O secretário-geral da UGT garantiu hoje à Lusa que a questão das pontes, feriados e férias “não está fechada” e classificou de “ruído” as notícias que dão conta da intenção dos patrões reduzirem até 20 por cento o horário e remuneração.
“Relativamente à questão das pontes e dos feriados não está nada definido. Não se passou nada entre ontem [quinta-feira] e hoje que mereça um comentário, [não houve] nenhuma reunião bilateral”, garantiu à Lusa o sindicalista, quando questionado sobre as notícias de alguns jornais que dão conta da intenção dos patrões de cortar até 20 por cento o horário e o salário dos trabalhadores e da aceitação, por parte da UGT, que as empresas encerrem em dias de ponte e descontem esse dia nas férias aos trabalhadores.
O sindicalista remeteu todos os esclarecimentos sobre a posição da UGT para segunda-feira, dia da reunião da concertação social, sobre a questão dos feriados, férias e pontes, bem como eventuais cortes salariais propostos pelos patrões em detrimento da meia hora.
“Na segunda-feira esclarecemos tudo”, disse, sublinhando que as notícias de hoje “são apenas ruído”.
Na quinta-feira, em conferência de imprensa, a UGT rejeitou assinar qualquer acordo em sede de concertação social que contemple o aumento do horário de trabalho em meia hora, aceitando "discutir a questão dos feriados, férias e pontes”.
"Com a UGT nunca haverá acordo com a meia hora.

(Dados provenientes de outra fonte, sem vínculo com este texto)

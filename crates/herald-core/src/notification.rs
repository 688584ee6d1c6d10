//! Notification — per-(message, partner) delivery and read state.
//!
//! No storage-level uniqueness is enforced, but (message_id, partner_id) is
//! the natural key: reconciliation never introduces a second row for the
//! same pair. Rows carry no timestamps.

use serde::{Deserialize, Serialize};
use uuid::Uuid;

#[derive(Debug, Clone, Serialize, Deserialize)]
pub struct Notification {
  pub notification_id: Uuid,
  pub partner_id:      Uuid,
  pub message_id:      Uuid,
  pub is_read:         bool,
  /// Starred notifications go into the todo mailbox.
  pub starred:         bool,
}
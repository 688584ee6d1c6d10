//! Error type for `herald-store-sqlite`.

use thiserror::Error;
use uuid::Uuid;

#[derive(Debug, Error)]
pub enum Error {
  #[error("core error: {0}")]
  Core(#[from] herald_core::Error),

  #[error("database error: {0}")]
  Database(#[from] tokio_rusqlite::Error),

  #[error("json error: {0}")]
  Json(#[from] serde_json::Error),

  #[error("uuid parse error: {0}")]
  Uuid(#[from] uuid::Error),

  #[error("date/time parse error: {0}")]
  DateParse(String),

  #[error("column decode error: {0}")]
  Decode(String),

  /// The (document, partner) pair already has a subscription.
  #[error("partner {partner_id} already follows {model},{res_id}")]
  AlreadyFollowing {
    model:      String,
    res_id:     i64,
    partner_id: Uuid,
  },

  #[error("subscription not found for partner {0}")]
  SubscriptionNotFound(Uuid),

  #[error("notification not found: {0}")]
  NotificationNotFound(Uuid),
}

impl From<Error> for herald_core::Error {
  fn from(e: Error) -> Self {
    match e {
      Error::Core(core) => core,
      Error::AlreadyFollowing {
        model,
        res_id,
        partner_id,
      } => herald_core::Error::AlreadyFollowing {
        model,
        res_id,
        partner_id,
      },
      Error::SubscriptionNotFound(id) => {
        herald_core::Error::SubscriptionNotFound(id)
      }
      Error::NotificationNotFound(id) => {
        herald_core::Error::NotificationNotFound(id)
      }
      other => herald_core::Error::Storage(other.to_string()),
    }
  }
}

pub type Result<T, E = Error> = std::result::Result<T, E>;
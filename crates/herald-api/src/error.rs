//! API error type and [`axum::response::IntoResponse`] implementation.

use axum::{
  Json,
  http::StatusCode,
  response::{IntoResponse, Response},
};
use serde_json::json;
use thiserror::Error;

/// An error returned by an API handler.
#[derive(Debug, Error)]
pub enum ApiError {
  #[error("not found: {0}")]
  NotFound(String),

  #[error("bad request: {0}")]
  BadRequest(String),

  #[error("conflict: {0}")]
  Conflict(String),

  #[error("store error: {0}")]
  Store(#[source] Box<dyn std::error::Error + Send + Sync>),
}

impl ApiError {
  /// Classify a backend error into an HTTP-mappable variant.
  pub fn from_store<E: Into<herald_core::Error>>(e: E) -> Self {
    match e.into() {
      err @ herald_core::Error::AlreadyFollowing { .. } => {
        ApiError::Conflict(err.to_string())
      }
      err @ (herald_core::Error::SubscriptionNotFound(_)
      | herald_core::Error::NotificationNotFound(_)
      | herald_core::Error::EnvelopeNotFound(_)
      | herald_core::Error::PartnerNotFound(_)) => {
        ApiError::NotFound(err.to_string())
      }
      other => ApiError::Store(Box::new(other)),
    }
  }
}

impl IntoResponse for ApiError {
  fn into_response(self) -> Response {
    let (status, message) = match &self {
      ApiError::NotFound(m) => (StatusCode::NOT_FOUND, m.clone()),
      ApiError::BadRequest(m) => (StatusCode::BAD_REQUEST, m.clone()),
      ApiError::Conflict(m) => (StatusCode::CONFLICT, m.clone()),
      ApiError::Store(e) => (StatusCode::INTERNAL_SERVER_ERROR, e.to_string()),
    };
    (status, Json(json!({ "error": message }))).into_response()
  }
}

Aceitamos, em troca da meia hora, discutir a questão dos feriados, férias e pontes", mas "a UGT não troca a meia hora por nada, não aceita a desregulamentação do trabalho", disse o secretário-geral da UGT, João Proença.
O responsável sindical esclareceu, contudo, que não se trata de uma troca ou da apresentação de alternativas, defendendo, isso sim, a retirada total do diploma em discussão pública até dia 18 de janeiro.
A reunião de quarta-feira era encarada como fundamental para se alcançar um acordo entre o Governo, os patrões e a UGT, a única central sindical disposta a negociar com o Executivo.